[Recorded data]
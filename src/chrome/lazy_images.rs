use log::debug;
use wasm_bindgen::closure::Closure;
use wasm_bindgen::{JsCast, JsValue};
use web_sys::js_sys::{Array, Reflect};
use web_sys::{Document, Element, IntersectionObserver, IntersectionObserverEntry, Window};

use crate::dom;
use crate::error::Result;

/// Swaps `data-src` into `src` and flags the image as loaded.
fn load(image: &Element) {
    if let Some(src) = image.get_attribute("data-src") {
        let _ = image.set_attribute("src", &src);
        dom::add_class(image, "loaded");
    }
}

/// Defers `img[data-src]` loads until each image scrolls into view.
pub fn init(window: &Window, document: &Document) -> Result<()> {
    if !Reflect::has(window, &JsValue::from_str("IntersectionObserver")).unwrap_or(false) {
        debug!("IntersectionObserver unavailable, images load eagerly");
        return Ok(());
    }

    let images = dom::query_all(document, "img[data-src]");
    if images.is_empty() {
        return Ok(());
    }

    let callback = Closure::wrap(Box::new(move |entries: Array, observer: IntersectionObserver| {
        for entry in entries.iter() {
            let Ok(entry) = entry.dyn_into::<IntersectionObserverEntry>() else {
                continue;
            };
            if entry.is_intersecting() {
                let image = entry.target();
                load(&image);
                observer.unobserve(&image);
            }
        }
    }) as Box<dyn FnMut(Array, IntersectionObserver)>);

    let observer = IntersectionObserver::new(callback.as_ref().unchecked_ref())?;
    callback.forget();

    for image in &images {
        observer.observe(image);
    }
    debug!("Lazy-loading {} images", images.len());
    Ok(())
}
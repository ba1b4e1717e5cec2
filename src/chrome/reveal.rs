//! One-way reveal animations for sections and timeline entries.
//!
//! Both behaviors add a class once an element's top edge comes within a
//! margin of the viewport bottom, and never take it away again.

use std::cell::RefCell;
use std::rc::Rc;

use gloo_timers::callback::Timeout;
use web_sys::{Document, Element, Window};

use crate::config::ChromeConfig;
use crate::dom;
use crate::error::Result;

pub fn within_reveal(top: f64, viewport_height: f64, margin: f64) -> bool {
    top < viewport_height - margin
}

/// Tracks which elements have already been revealed.
#[derive(Debug, Clone, Default, PartialEq, Eq)]
pub struct RevealSet {
    revealed: Vec<bool>,
}

impl RevealSet {
    pub fn new(len: usize) -> Self {
        Self {
            revealed: vec![false; len],
        }
    }

    pub fn is_revealed(&self, index: usize) -> bool {
        self.revealed.get(index).copied().unwrap_or(false)
    }

    /// Marks every element whose `tops[i]` is in range and returns the
    /// indices that were newly revealed by this call.
    pub fn update(&mut self, tops: &[f64], viewport_height: f64, margin: f64) -> Vec<usize> {
        let mut newly = Vec::new();
        for (index, (revealed, &top)) in self.revealed.iter_mut().zip(tops).enumerate() {
            if !*revealed && within_reveal(top, viewport_height, margin) {
                *revealed = true;
                newly.push(index);
            }
        }
        newly
    }
}

pub fn stagger_delay(index: usize, step_ms: u32) -> u32 {
    u32::try_from(index).unwrap_or(u32::MAX).saturating_mul(step_ms)
}

struct Tracked {
    elements: Vec<Element>,
    seen: RevealSet,
}

impl Tracked {
    fn collect(document: &Document, selector: &str) -> Option<Self> {
        let elements = dom::query_all(document, selector);
        if elements.is_empty() {
            return None;
        }
        let seen = RevealSet::new(elements.len());
        Some(Self { elements, seen })
    }

    fn check(&mut self, window: &Window, margin: f64) -> Vec<usize> {
        let tops: Vec<f64> = self.elements.iter().map(dom::viewport_top).collect();
        self.seen.update(&tops, dom::viewport_height(window), margin)
    }
}

/// Adds `revealed` to `.section` elements; checked once now and on scroll.
pub fn init_sections(window: &Window, document: &Document, config: &ChromeConfig) -> Result<()> {
    let Some(tracked) = Tracked::collect(document, ".section") else {
        return Ok(());
    };
    let tracked = Rc::new(RefCell::new(tracked));
    let margin = config.section_reveal_margin;

    let reveal = {
        let tracked = Rc::clone(&tracked);
        let win = window.clone();
        move || {
            let mut tracked = tracked.borrow_mut();
            for index in tracked.check(&win, margin) {
                dom::add_class(&tracked.elements[index], "revealed");
            }
        }
    };

    reveal();
    dom::listen_passive(window, "scroll", move |_| reveal())
}

/// Adds `visible` to `.timeline-item` entries, staggered by their index.
pub fn init_timeline(window: &Window, document: &Document, config: &ChromeConfig) -> Result<()> {
    let Some(tracked) = Tracked::collect(document, ".timeline-item") else {
        return Ok(());
    };
    let tracked = Rc::new(RefCell::new(tracked));
    let margin = config.timeline_margin;
    let stagger = config.timeline_stagger_ms;

    let animate = {
        let tracked = Rc::clone(&tracked);
        let win = window.clone();
        move || {
            let mut tracked = tracked.borrow_mut();
            for index in tracked.check(&win, margin) {
                let item = tracked.elements[index].clone();
                Timeout::new(stagger_delay(index, stagger), move || {
                    dom::add_class(&item, "visible");
                })
                .forget();
            }
        }
    };

    animate();
    dom::listen_passive(window, "scroll", move |_| animate())
}

#[cfg(test)]
mod tests {
    use super::*;
    use pretty_assertions::assert_eq;

    #[test]
    fn reveal_point_is_exclusive() {
        assert!(within_reveal(649.0, 800.0, 150.0));
        assert!(!within_reveal(650.0, 800.0, 150.0));
    }

    #[test]
    fn revealed_elements_stay_revealed() {
        let mut set = RevealSet::new(3);
        assert_eq!(set.update(&[100.0, 900.0, 2000.0], 800.0, 150.0), vec![0]);

        // Scrolled back up: everything is below the fold again.
        assert_eq!(set.update(&[1500.0, 2300.0, 3400.0], 800.0, 150.0), Vec::<usize>::new());
        assert!(set.is_revealed(0));

        assert_eq!(set.update(&[-900.0, 300.0, 1000.0], 800.0, 150.0), vec![1]);
        assert_eq!(set.update(&[-2000.0, -800.0, 200.0], 800.0, 150.0), vec![2]);
        assert!((0..3).all(|i| set.is_revealed(i)));
    }

    #[test]
    fn each_element_is_reported_once() {
        let mut set = RevealSet::new(2);
        assert_eq!(set.update(&[0.0, 10.0], 800.0, 100.0), vec![0, 1]);
        assert_eq!(set.update(&[0.0, 10.0], 800.0, 100.0), Vec::<usize>::new());
    }

    #[test]
    fn timeline_delay_grows_with_index() {
        assert_eq!(stagger_delay(0, 100), 0);
        assert_eq!(stagger_delay(4, 100), 400);
        assert_eq!(stagger_delay(usize::MAX, 100), u32::MAX);
    }
}
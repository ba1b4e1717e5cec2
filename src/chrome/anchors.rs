use wasm_bindgen::JsCast;
use web_sys::{Document, HtmlElement, ScrollBehavior, ScrollToOptions, Window};

use crate::dom;
use crate::error::Result;

/// Selector for the in-page target of `href`, or `None` for a bare `#`.
pub fn anchor_target(href: &str) -> Option<&str> {
    if href.starts_with('#') && href.len() > 1 {
        Some(href)
    } else {
        None
    }
}

/// Document offset that puts `target_top` (viewport-relative) just below
/// the fixed navbar.
pub fn scroll_offset(target_top: f64, page_y: f64, nav_height: f64) -> f64 {
    target_top + page_y - nav_height
}

pub fn init(window: &Window, document: &Document) -> Result<()> {
    let navbar = dom::query(document, ".navbar").and_then(|nav| nav.dyn_into::<HtmlElement>().ok());

    for anchor in dom::query_all(document, "a[href^=\"#\"]") {
        let win = window.clone();
        let doc = document.clone();
        let navbar = navbar.clone();
        let link = anchor.clone();
        dom::listen(&anchor, "click", move |e| {
            let Some(href) = link.get_attribute("href") else { return };
            let Some(selector) = anchor_target(&href) else { return };
            let Some(target) = dom::query(&doc, selector) else { return };

            e.prevent_default();
            let nav_height = navbar.as_ref().map_or(0.0, |nav| f64::from(nav.offset_height()));
            let top = scroll_offset(dom::viewport_top(&target), dom::scroll_y(&win), nav_height);

            let options = ScrollToOptions::new();
            options.set_top(top);
            options.set_behavior(ScrollBehavior::Smooth);
            win.scroll_to_with_scroll_to_options(&options);
        })?;
    }

    Ok(())
}

#[cfg(test)]
mod tests {
    use super::*;
    use pretty_assertions::assert_eq;

    #[test]
    fn bare_hash_is_ignored() {
        assert_eq!(anchor_target("#"), None);
        assert_eq!(anchor_target("#about"), Some("#about"));
        assert_eq!(anchor_target("/about"), None);
    }

    #[test]
    fn offset_accounts_for_navbar() {
        assert_eq!(scroll_offset(200.0, 1000.0, 70.0), 1130.0);
        assert_eq!(scroll_offset(-300.0, 1000.0, 70.0), 630.0);
    }
}
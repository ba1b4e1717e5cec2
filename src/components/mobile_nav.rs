use std::cell::Cell;
use std::rc::Rc;

use log::debug;
use wasm_bindgen::JsCast;
use web_sys::{Document, Element, KeyboardEvent, Node};

use crate::dom;
use crate::error::Result;

const ACTIVE: &str = "active";

/// Open/closed state of the mobile navigation drawer.
#[derive(Debug, Default, Clone, Copy, PartialEq, Eq)]
pub struct DrawerState {
    pub open: bool,
}

impl DrawerState {
    pub fn toggle(&mut self) {
        self.open = !self.open;
    }

    pub fn close(&mut self) {
        self.open = false;
    }
}

struct MobileNav {
    toggle: Element,
    menu: Element,
    state: Cell<DrawerState>,
}

impl MobileNav {
    /// Renders only on a transition; clicks while closed leave `<body>`
    /// overflow alone.
    fn update(&self, change: impl FnOnce(&mut DrawerState)) {
        let before = self.state.get();
        let mut state = before;
        change(&mut state);
        if state != before {
            self.state.set(state);
            self.render();
        }
    }

    fn render(&self) {
        let open = self.state.get().open;
        for element in [&self.toggle, &self.menu] {
            if open {
                dom::add_class(element, ACTIVE);
            } else {
                dom::remove_class(element, ACTIVE);
            }
        }
        dom::lock_body_scroll(open);
    }

    fn contains(&self, target: &Node) -> bool {
        self.menu.contains(Some(target)) || self.toggle.contains(Some(target))
    }
}

pub fn init(document: &Document, nav_links: &[Element]) -> Result<()> {
    let (Some(toggle), Some(menu)) = (
        dom::query(document, ".nav-toggle"),
        dom::query(document, ".nav-menu"),
    ) else {
        debug!("No mobile nav toggle/menu, drawer disabled");
        return Ok(());
    };

    let nav = Rc::new(MobileNav {
        toggle,
        menu,
        state: Cell::new(DrawerState::default()),
    });

    {
        let nav = Rc::clone(&nav);
        dom::listen(&nav.toggle.clone(), "click", move |_| nav.update(DrawerState::toggle))?;
    }

    for link in nav_links {
        let nav = Rc::clone(&nav);
        dom::listen(link, "click", move |_| nav.update(DrawerState::close))?;
    }

    {
        let nav = Rc::clone(&nav);
        dom::listen(document, "click", move |e| {
            let inside = e
                .target()
                .and_then(|target| target.dyn_into::<Node>().ok())
                .map_or(false, |target| nav.contains(&target));
            if !inside {
                nav.update(DrawerState::close);
            }
        })?;
    }

    {
        let nav = Rc::clone(&nav);
        dom::listen(document, "keydown", move |e| {
            if let Some(key) = e.dyn_ref::<KeyboardEvent>() {
                if key.key() == "Escape" && nav.state.get().open {
                    nav.update(DrawerState::close);
                }
            }
        })?;
    }

    Ok(())
}

#[cfg(test)]
mod tests {
    use super::*;

    #[test]
    fn toggle_flips_and_close_is_idempotent() {
        let mut state = DrawerState::default();
        state.toggle();
        assert!(state.open);
        state.toggle();
        assert!(!state.open);

        state.toggle();
        state.close();
        state.close();
        assert!(!state.open);
    }
}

# EXERCISE BRIEF:
Using the entries above, quote each line verbatim from the first through the line that contains "it away again.".

# EXERCISE RESULT:
filename src/chrome/lazy_images.rs
use log::debug;
use wasm_bindgen::closure::Closure;
use wasm_bindgen::{JsCast, JsValue};
use web_sys::js_sys::{Array, Reflect};
use web_sys::{Document, Element, IntersectionObserver, IntersectionObserverEntry, Window};

use crate::dom;
use crate::error::Result;

/// Swaps `data-src` into `src` and flags the image as loaded.
fn load(image: &Element) {
    if let Some(src) = image.get_attribute("data-src") {
        let _ = image.set_attribute("src", &src);
        dom::add_class(image, "loaded");
    }
}

/// Defers `img[data-src]` loads until each image scrolls into view.
pub fn init(window: &Window, document: &Document) -> Result<()> {
    if !Reflect::has(window, &JsValue::from_str("IntersectionObserver")).unwrap_or(false) {
        debug!("IntersectionObserver unavailable, images load eagerly");
        return Ok(());
    }

    let images = dom::query_all(document, "img[data-src]");
    if images.is_empty() {
        return Ok(());
    }

    let callback = Closure::wrap(Box::new(move |entries: Array, observer: IntersectionObserver| {
        for entry in entries.iter() {
            let Ok(entry) = entry.dyn_into::<IntersectionObserverEntry>() else {
                continue;
            };
            if entry.is_intersecting() {
                let image = entry.target();
                load(&image);
                observer.unobserve(&image);
            }
        }
    }) as Box<dyn FnMut(Array, IntersectionObserver)>);

    let observer = IntersectionObserver::new(callback.as_ref().unchecked_ref())?;
    callback.forget();

    for image in &images {
        observer.observe(image);
    }
    debug!("Lazy-loading {} images", images.len());
    Ok(())
}
repository ba1b4e1717e5cec2
filename src/chrome/reveal.rs
//! One-way reveal animations for sections and timeline entries.
//!
//! Both behaviors add a class once an element's top edge comes within a
//! margin of the viewport bottom, and never take it away again.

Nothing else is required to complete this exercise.